WORK ORDER
Each line below that includes "affected" counts once; report the total and nothing more.

EXERCISE DATA

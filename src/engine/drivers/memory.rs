// SPDX-License-Identifier: Apache-2.0

//! In-memory driver
//!
//! Holds one record set and answers every CRUD operation against it. Mostly
//! useful as a federation endpoint in tests and for small lookup tables.

use std::collections::BTreeMap;

use async_trait::async_trait;
use parking_lot::RwLock;
use requester_query::{Create, Crud, Delete, Element, Param, Update, Value};
use tracing::{debug, instrument};

use super::eval::{eval, matches, shape_read};
use crate::engine::error::{EngineError, EngineResult};
use crate::engine::traits::Driver;
use crate::engine::transaction::Transaction;
use crate::engine::types::{DriverCapabilities, DriverInfo, RouteOptions};

pub struct MemoryDriver {
    name: String,
    records: RwLock<Vec<Value>>,
}

impl MemoryDriver {
    pub fn new(name: impl Into<String>, records: Vec<Value>) -> Self {
        Self {
            name: name.into(),
            records: RwLock::new(records),
        }
    }

    /// Snapshot of the stored records.
    pub fn records(&self) -> Vec<Value> {
        self.records.read().clone()
    }

    fn apply(&self, crud: &Crud) -> EngineResult<Vec<Value>> {
        match crud {
            Crud::Create(create) => self.create(create),
            Crud::Read(read) => {
                let records = self.records.read();
                let mut selected = Vec::new();
                for record in records.iter() {
                    if matches(read.query.as_ref(), record)? {
                        selected.push(record.clone());
                    }
                }
                drop(records);
                shape_read(read, selected)
            }
            Crud::Update(update) => self.update(update),
            Crud::Delete(delete) => self.delete(delete),
        }
    }

    fn create(&self, create: &Create) -> EngineResult<Vec<Value>> {
        let mut fields = BTreeMap::new();
        for (field, param) in &create.values {
            fields.insert(field.clone(), eval_param(param, &Value::Null)?);
        }
        let record = create
            .name
            .segments()
            .collect::<Vec<_>>()
            .into_iter()
            .rev()
            .fold(Value::Map(fields), |inner, segment| {
                Value::record([(segment, inner)])
            });
        self.records.write().push(record.clone());
        Ok(vec![record])
    }

    fn update(&self, update: &Update) -> EngineResult<Vec<Value>> {
        let prefix: Vec<&str> = update.name.segments().collect();
        let mut records = self.records.write();
        let mut updated = Vec::new();
        for record in records.iter_mut() {
            if !matches(update.query.as_ref(), record)? {
                continue;
            }
            let mut assignments = Vec::with_capacity(update.values.len());
            for (field, param) in &update.values {
                assignments.push((field, eval_param(param, record)?));
            }
            for (field, value) in assignments {
                let path: Vec<&str> = prefix
                    .iter()
                    .copied()
                    .chain(field.split('.').filter(|s| !s.is_empty()))
                    .collect();
                set_path(record, &path, value);
            }
            updated.push(record.clone());
        }
        Ok(updated)
    }

    fn delete(&self, delete: &Delete) -> EngineResult<Vec<Value>> {
        let whole = delete.names.is_empty() || delete.names.iter().any(|n| n.name().is_empty());
        let mut records = self.records.write();
        let mut affected = Vec::new();
        if whole {
            let mut hits = Vec::with_capacity(records.len());
            for record in records.iter() {
                hits.push(matches(delete.query.as_ref(), record)?);
            }
            let mut hits = hits.into_iter();
            let (removed, kept): (Vec<Value>, Vec<Value>) = records
                .drain(..)
                .partition(|_| hits.next().unwrap_or(false));
            *records = kept;
            return Ok(removed);
        }
        for record in records.iter_mut() {
            if !matches(delete.query.as_ref(), record)? {
                continue;
            }
            let mut touched = false;
            for name in &delete.names {
                let path: Vec<&str> = name.segments().collect();
                touched |= remove_path(record, &path);
            }
            if touched {
                affected.push(record.clone());
            }
        }
        Ok(affected)
    }

    fn explain(&self, crud: &Crud) -> EngineResult<Vec<Value>> {
        let records = self.records.read();
        let mut matched = 0i64;
        for record in records.iter() {
            if matches(crud.query(), record)? {
                matched += 1;
            }
        }
        Ok(vec![Value::record([
            ("driver", Value::from(self.name.as_str())),
            ("operation", Value::from(crud.to_string())),
            ("matched", Value::Int(matched)),
        ])])
    }
}

fn eval_param(param: &Param, record: &Value) -> EngineResult<Value> {
    match param {
        Param::Value(value) => Ok(value.clone()),
        Param::Element(element @ Element::Crud(_)) => Err(EngineError::not_supported(format!(
            "nested operation `{}` as a value",
            element
        ))),
        Param::Element(element) => eval(element, record),
    }
}

fn set_path(record: &mut Value, path: &[&str], value: Value) {
    let Some((first, rest)) = path.split_first() else {
        *record = value;
        return;
    };
    if !matches!(record, Value::Map(_)) {
        *record = Value::Map(BTreeMap::new());
    }
    if let Value::Map(fields) = record {
        let slot = fields.entry((*first).to_string()).or_insert(Value::Null);
        set_path(slot, rest, value);
    }
}

fn remove_path(record: &mut Value, path: &[&str]) -> bool {
    let Value::Map(fields) = record else {
        return false;
    };
    match path {
        [] => false,
        [last] => fields.remove(*last).is_some(),
        [first, rest @ ..] => fields
            .get_mut(*first)
            .is_some_and(|next| remove_path(next, rest)),
    }
}

#[async_trait]
impl Driver for MemoryDriver {
    fn name(&self) -> &str {
        &self.name
    }

    #[instrument(skip_all, fields(driver = %self.name, transaction = %transaction.id()))]
    async fn execute_backend(
        &self,
        transaction: &mut Transaction,
        options: &RouteOptions,
    ) -> EngineResult<()> {
        let cruds = transaction.cruds().to_vec();
        for crud in &cruds {
            let result = if options.explain {
                self.explain(crud)?
            } else {
                self.apply(crud)?
            };
            debug!(operation = %crud.kind(), rows = result.len(), "Processed operation");
            transaction.ctx_mut().set(crud, result);
        }
        Ok(())
    }

    fn children(&self, path: &[String]) -> Vec<String> {
        let path = path.join(".");
        let records = self.records.read();
        let mut names: Vec<String> = Vec::new();
        for record in records.iter() {
            if let Some(fields) = record.get_path(&path).and_then(Value::as_map) {
                for key in fields.keys() {
                    if !names.contains(key) {
                        names.push(key.clone());
                    }
                }
            }
        }
        names
    }

    fn info(&self) -> DriverInfo {
        DriverInfo {
            name: self.name.clone(),
            capabilities: DriverCapabilities::all(),
        }
    }
}

#[cfg(test)]
mod tests {
    use super::*;
    use crate::engine::context::Context;
    use crate::engine::traits::DriverExt;
    use requester_query::{field, Read};
    use std::sync::Arc;

    fn stock() -> Arc<MemoryDriver> {
        Arc::new(MemoryDriver::new(
            "inventory",
            vec![
                Value::record([("sku", Value::Int(1)), ("qty", Value::Int(5))]),
                Value::record([("sku", Value::Int(2)), ("qty", Value::Int(0))]),
            ],
        ))
    }

    async fn run(driver: Arc<MemoryDriver>, crud: Crud, options: RouteOptions) -> Vec<Value> {
        let driver: Arc<dyn Driver> = driver;
        let tx = driver.open(Context::new(), true, vec![crud.clone()]);
        let tx = driver.process(tx, &options, None).await.wait().await.unwrap();
        tx.ctx().get(&crud).unwrap().to_vec()
    }

    #[tokio::test]
    async fn read_filters_records() {
        let rows = run(
            stock(),
            Crud::read_of(field("qty").gt(0)),
            RouteOptions::default(),
        )
        .await;
        assert_eq!(rows.len(), 1);
        assert_eq!(rows[0].get_path("sku"), Some(&Value::Int(1)));
    }

    #[tokio::test]
    async fn create_nests_under_name() {
        let driver = stock();
        let rows = run(
            driver.clone(),
            Create::new("meta.tags").value("color", "red").into(),
            RouteOptions::default(),
        )
        .await;
        assert_eq!(rows[0].get_path("meta.tags.color"), Some(&Value::from("red")));
        assert_eq!(driver.records().len(), 3);

        let root = run(
            driver.clone(),
            Create::new("").value("sku", 9).into(),
            RouteOptions::default(),
        )
        .await;
        assert_eq!(root[0], Value::record([("sku", Value::Int(9))]));
    }

    #[tokio::test]
    async fn update_evaluates_against_record() {
        let driver = stock();
        let crud = Crud::from(Update::new("").value("qty", field("qty").add(10)))
            .with_query(field("sku").eq(2));
        let rows = run(driver.clone(), crud, RouteOptions::default()).await;
        assert_eq!(rows.len(), 1);
        assert_eq!(rows[0].get_path("qty"), Some(&Value::Int(10)));
        assert_eq!(driver.records()[1].get_path("qty"), Some(&Value::Int(10)));
    }

    #[tokio::test]
    async fn delete_whole_records_or_fields() {
        let driver = stock();
        let crud = Crud::from(Delete::new().name("qty")).with_query(field("sku").eq(1));
        let rows = run(driver.clone(), crud, RouteOptions::default()).await;
        assert_eq!(rows, vec![Value::record([("sku", Value::Int(1))])]);

        let crud = Crud::from(Delete::new()).with_query(field("sku").eq(2));
        run(driver.clone(), crud, RouteOptions::default()).await;
        assert_eq!(driver.records().len(), 1);
    }

    #[tokio::test]
    async fn explain_does_not_mutate() {
        let driver = stock();
        let crud = Crud::from(Delete::new()).with_query(field("qty").ge(0));
        let plan = run(
            driver.clone(),
            crud,
            RouteOptions::default().with_explain(true),
        )
        .await;
        assert_eq!(plan[0].get_path("matched"), Some(&Value::Int(2)));
        assert_eq!(driver.records().len(), 2);
    }

    #[test]
    fn children_list_field_names() {
        let driver = MemoryDriver::new(
            "crm",
            vec![
                Value::record([("customer", Value::record([("id", Value::Int(1))]))]),
                Value::record([("customer", Value::record([("email", Value::from("x"))]))]),
            ],
        );
        assert_eq!(driver.children(&[]), vec!["customer"]);
        assert_eq!(driver.children(&["customer".to_string()]), vec!["id", "email"]);
        assert!(driver.children(&["missing".to_string()]).is_empty());
    }

    #[tokio::test]
    async fn select_projects_named_columns() {
        let crud: Crud = Read::new().select(field("sku")).orderby(field("qty")).into();
        let rows = run(stock(), crud, RouteOptions::default().synchronous()).await;
        assert_eq!(
            rows,
            vec![
                Value::record([("sku", Value::Int(2))]),
                Value::record([("sku", Value::Int(1))]),
            ]
        );
    }
}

COMPLETED TASK
3